[[ Data extracts, beginning ]]

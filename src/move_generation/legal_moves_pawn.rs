use crate::game_state::{chess_types::*, game_state::GameState};
use crate::move_generation::move_collection::LegalMoveCollection;
use crate::moves::chess_move::{Move, Promotion};
use crate::moves::pawn_moves::pawn_attacks;

/// Pushes, captures, en passant and promotions for the pawn on `from`.
///
/// Both capture diagonals are marked as attacked whatever stands on them;
/// forward pushes never are.
pub fn generate_pawn_moves(
    game_state: &GameState,
    from: Square,
    color: Color,
    out: &mut LegalMoveCollection,
) {
    let side_to_move = game_state.color_to_move;

    let mut diagonals = pawn_attacks(color, from);
    while diagonals != 0 {
        let to = diagonals.trailing_zeros() as Square;
        diagonals &= diagonals - 1;

        out.mark_attack(to, color);
        let occupant = game_state.squares[to as usize];
        if occupant.is_some() && !occupant.is_color(color) {
            push_with_promotions(from, to, color, side_to_move, out);
        } else if color == side_to_move && game_state.en_passant_target == Some(to) {
            out.push(Move::new(from, to), color, side_to_move);
        }
    }

    let Some(one_step) = forward(from, color) else {
        return;
    };
    if game_state.squares[one_step as usize].is_some() {
        return;
    }
    push_with_promotions(from, one_step, color, side_to_move, out);

    if rank_of(from) == color.pawn_home_rank() {
        if let Some(two_step) = forward(one_step, color) {
            if game_state.squares[two_step as usize].is_none() {
                out.push(Move::new(from, two_step), color, side_to_move);
            }
        }
    }
}

fn forward(square: Square, color: Color) -> Option<Square> {
    match color {
        Color::White => square.checked_add(8).filter(|sq| (*sq as usize) < BOARD_SQUARES),
        Color::Black => square.checked_sub(8),
    }
}

fn push_with_promotions(
    from: Square,
    to: Square,
    color: Color,
    side_to_move: Color,
    out: &mut LegalMoveCollection,
) {
    if rank_of(to) == color.promotion_rank() {
        for promotion in Promotion::ALL {
            out.push(Move::with_promotion(from, to, promotion), color, side_to_move);
        }
    } else {
        out.push(Move::new(from, to), color, side_to_move);
    }
}

#[cfg(test)]
mod tests {
    use super::*;

    fn pawn_moves(fen: &str, from: Square) -> (Vec<Move>, LegalMoveCollection) {
        let game = GameState::from_fen(fen).expect("valid FEN");
        let color = game.squares()[from as usize].color().expect("pawn on square");
        let mut out = LegalMoveCollection::new();
        generate_pawn_moves(&game, from, color, &mut out);
        let moves = if color == game.color_to_move() {
            out.friendly_moves().to_vec()
        } else {
            out.enemy_moves().to_vec()
        };
        (moves, out)
    }

    #[test]
    fn home_rank_pawn_pushes_one_or_two() {
        let (moves, _) = pawn_moves("8/8/8/8/8/8/4P3/8 w - - 0 1", 12);
        assert_eq!(moves, vec![Move::new(12, 20), Move::new(12, 28)]);

        let (moves, _) = pawn_moves("8/4p3/8/8/8/8/8/8 b - - 0 1", 52);
        assert_eq!(moves, vec![Move::new(52, 44), Move::new(52, 36)]);
    }

    #[test]
    fn blocked_pawn_cannot_jump() {
        let (moves, _) = pawn_moves("8/8/8/8/8/4n3/4P3/8 w - - 0 1", 12);
        assert!(moves.is_empty());

        let (moves, _) = pawn_moves("8/8/8/8/4n3/8/4P3/8 w - - 0 1", 12);
        assert_eq!(moves, vec![Move::new(12, 20)]);
    }

    #[test]
    fn edge_pawns_do_not_wrap() {
        let (moves, out) = pawn_moves("8/8/8/8/8/1p5p/P6P/8 w - - 0 1", 8);
        assert!(moves.contains(&Move::new(8, 17)));
        assert!(!out.is_attacked(23, Color::White));

        let (moves, out) = pawn_moves("8/8/8/8/8/p5p1/7P/8 w - - 0 1", 15);
        assert!(moves.contains(&Move::new(15, 22)));
        assert!(!out.is_attacked(16, Color::White));
    }

    #[test]
    fn promotion_expands_to_four_moves() {
        let (moves, _) = pawn_moves("3r4/4P3/8/8/8/8/8/8 w - - 0 1", 52);
        assert_eq!(moves.len(), 8);
        for target in [59, 60] {
            let mut pieces: Vec<_> = moves
                .iter()
                .filter(|mv| mv.target() == target)
                .filter_map(|mv| mv.promotion())
                .collect();
            pieces.sort();
            assert_eq!(
                pieces,
                vec![Promotion::Bishop, Promotion::Rook, Promotion::Knight, Promotion::Queen]
            );
        }
    }

    #[test]
    fn en_passant_only_for_side_to_move() {
        let (moves, _) = pawn_moves("8/8/8/3pP3/8/8/8/8 w - d6 0 1", 36);
        assert!(moves.contains(&Move::new(36, 43)));

        // Same square as target, but the black pawn on e4 is not the mover.
        let (moves, _) = pawn_moves("8/8/8/8/4p3/8/8/8 w - d3 0 1", 28);
        assert!(!moves.contains(&Move::new(28, 19)));
    }

    #[test]
    fn diagonals_are_attacked_even_when_empty_or_friendly() {
        let (_, out) = pawn_moves("8/8/8/8/8/3N4/4P3/8 w - - 0 1", 12);
        assert!(out.is_attacked(19, Color::White));
        assert!(out.is_attacked(21, Color::White));
        assert!(!out.is_attacked(20, Color::White));
    }
}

[[ Data extracts, end ]]

Work item - With nothing left out, copy every record exactly.

Expected answer -
filename src/move_generation/legal_moves_pawn.rs
use crate::game_state::{chess_types::*, game_state::GameState};
use crate::move_generation::move_collection::LegalMoveCollection;
use crate::moves::chess_move::{Move, Promotion};
use crate::moves::pawn_moves::pawn_attacks;

/// Pushes, captures, en passant and promotions for the pawn on `from`.
///
/// Both capture diagonals are marked as attacked whatever stands on them;
/// forward pushes never are.
pub fn generate_pawn_moves(
    game_state: &GameState,
    from: Square,
    color: Color,
    out: &mut LegalMoveCollection,
) {
    let side_to_move = game_state.color_to_move;

    let mut diagonals = pawn_attacks(color, from);
    while diagonals != 0 {
        let to = diagonals.trailing_zeros() as Square;
        diagonals &= diagonals - 1;

        out.mark_attack(to, color);
        let occupant = game_state.squares[to as usize];
        if occupant.is_some() && !occupant.is_color(color) {
            push_with_promotions(from, to, color, side_to_move, out);
        } else if color == side_to_move && game_state.en_passant_target == Some(to) {
            out.push(Move::new(from, to), color, side_to_move);
        }
    }

    let Some(one_step) = forward(from, color) else {
        return;
    };
    if game_state.squares[one_step as usize].is_some() {
        return;
    }
    push_with_promotions(from, one_step, color, side_to_move, out);

    if rank_of(from) == color.pawn_home_rank() {
        if let Some(two_step) = forward(one_step, color) {
            if game_state.squares[two_step as usize].is_none() {
                out.push(Move::new(from, two_step), color, side_to_move);
            }
        }
    }
}

fn forward(square: Square, color: Color) -> Option<Square> {
    match color {
        Color::White => square.checked_add(8).filter(|sq| (*sq as usize) < BOARD_SQUARES),
        Color::Black => square.checked_sub(8),
    }
}

fn push_with_promotions(
    from: Square,
    to: Square,
    color: Color,
    side_to_move: Color,
    out: &mut LegalMoveCollection,
) {
    if rank_of(to) == color.promotion_rank() {
        for promotion in Promotion::ALL {
            out.push(Move::with_promotion(from, to, promotion), color, side_to_move);
        }
    } else {
        out.push(Move::new(from, to), color, side_to_move);
    }
}

#[cfg(test)]
mod tests {
    use super::*;

    fn pawn_moves(fen: &str, from: Square) -> (Vec<Move>, LegalMoveCollection) {
        let game = GameState::from_fen(fen).expect("valid FEN");
        let color = game.squares()[from as usize].color().expect("pawn on square");
        let mut out = LegalMoveCollection::new();
        generate_pawn_moves(&game, from, color, &mut out);
        let moves = if color == game.color_to_move() {
            out.friendly_moves().to_vec()
        } else {
            out.enemy_moves().to_vec()
        };
        (moves, out)
    }

    #[test]
    fn home_rank_pawn_pushes_one_or_two() {
        let (moves, _) = pawn_moves("8/8/8/8/8/8/4P3/8 w - - 0 1", 12);
        assert_eq!(moves, vec![Move::new(12, 20), Move::new(12, 28)]);

        let (moves, _) = pawn_moves("8/4p3/8/8/8/8/8/8 b - - 0 1", 52);
        assert_eq!(moves, vec![Move::new(52, 44), Move::new(52, 36)]);
    }

    #[test]
    fn blocked_pawn_cannot_jump() {
        let (moves, _) = pawn_moves("8/8/8/8/8/4n3/4P3/8 w - - 0 1", 12);
        assert!(moves.is_empty());

        let (moves, _) = pawn_moves("8/8/8/8/4n3/8/4P3/8 w - - 0 1", 12);
        assert_eq!(moves, vec![Move::new(12, 20)]);
    }

    #[test]
    fn edge_pawns_do_not_wrap() {
        let (moves, out) = pawn_moves("8/8/8/8/8/1p5p/P6P/8 w - - 0 1", 8);
        assert!(moves.contains(&Move::new(8, 17)));
        assert!(!out.is_attacked(23, Color::White));

        let (moves, out) = pawn_moves("8/8/8/8/8/p5p1/7P/8 w - - 0 1", 15);
        assert!(moves.contains(&Move::new(15, 22)));
        assert!(!out.is_attacked(16, Color::White));
    }

    #[test]
    fn promotion_expands_to_four_moves() {
        let (moves, _) = pawn_moves("3r4/4P3/8/8/8/8/8/8 w - - 0 1", 52);
        assert_eq!(moves.len(), 8);
        for target in [59, 60] {
            let mut pieces: Vec<_> = moves
                .iter()
                .filter(|mv| mv.target() == target)
                .filter_map(|mv| mv.promotion())
                .collect();
            pieces.sort();
            assert_eq!(
                pieces,
                vec![Promotion::Bishop, Promotion::Rook, Promotion::Knight, Promotion::Queen]
            );
        }
    }

    #[test]
    fn en_passant_only_for_side_to_move() {
        let (moves, _) = pawn_moves("8/8/8/3pP3/8/8/8/8 w - d6 0 1", 36);
        assert!(moves.contains(&Move::new(36, 43)));

        // Same square as target, but the black pawn on e4 is not the mover.
        let (moves, _) = pawn_moves("8/8/8/8/4p3/8/8/8 w - d3 0 1", 28);
        assert!(!moves.contains(&Move::new(28, 19)));
    }

    #[test]
    fn diagonals_are_attacked_even_when_empty_or_friendly() {
        let (_, out) = pawn_moves("8/8/8/8/8/3N4/4P3/8 w - - 0 1", 12);
        assert!(out.is_attacked(19, Color::White));
        assert!(out.is_attacked(21, Color::White));
        assert!(!out.is_attacked(20, Color::White));
    }
}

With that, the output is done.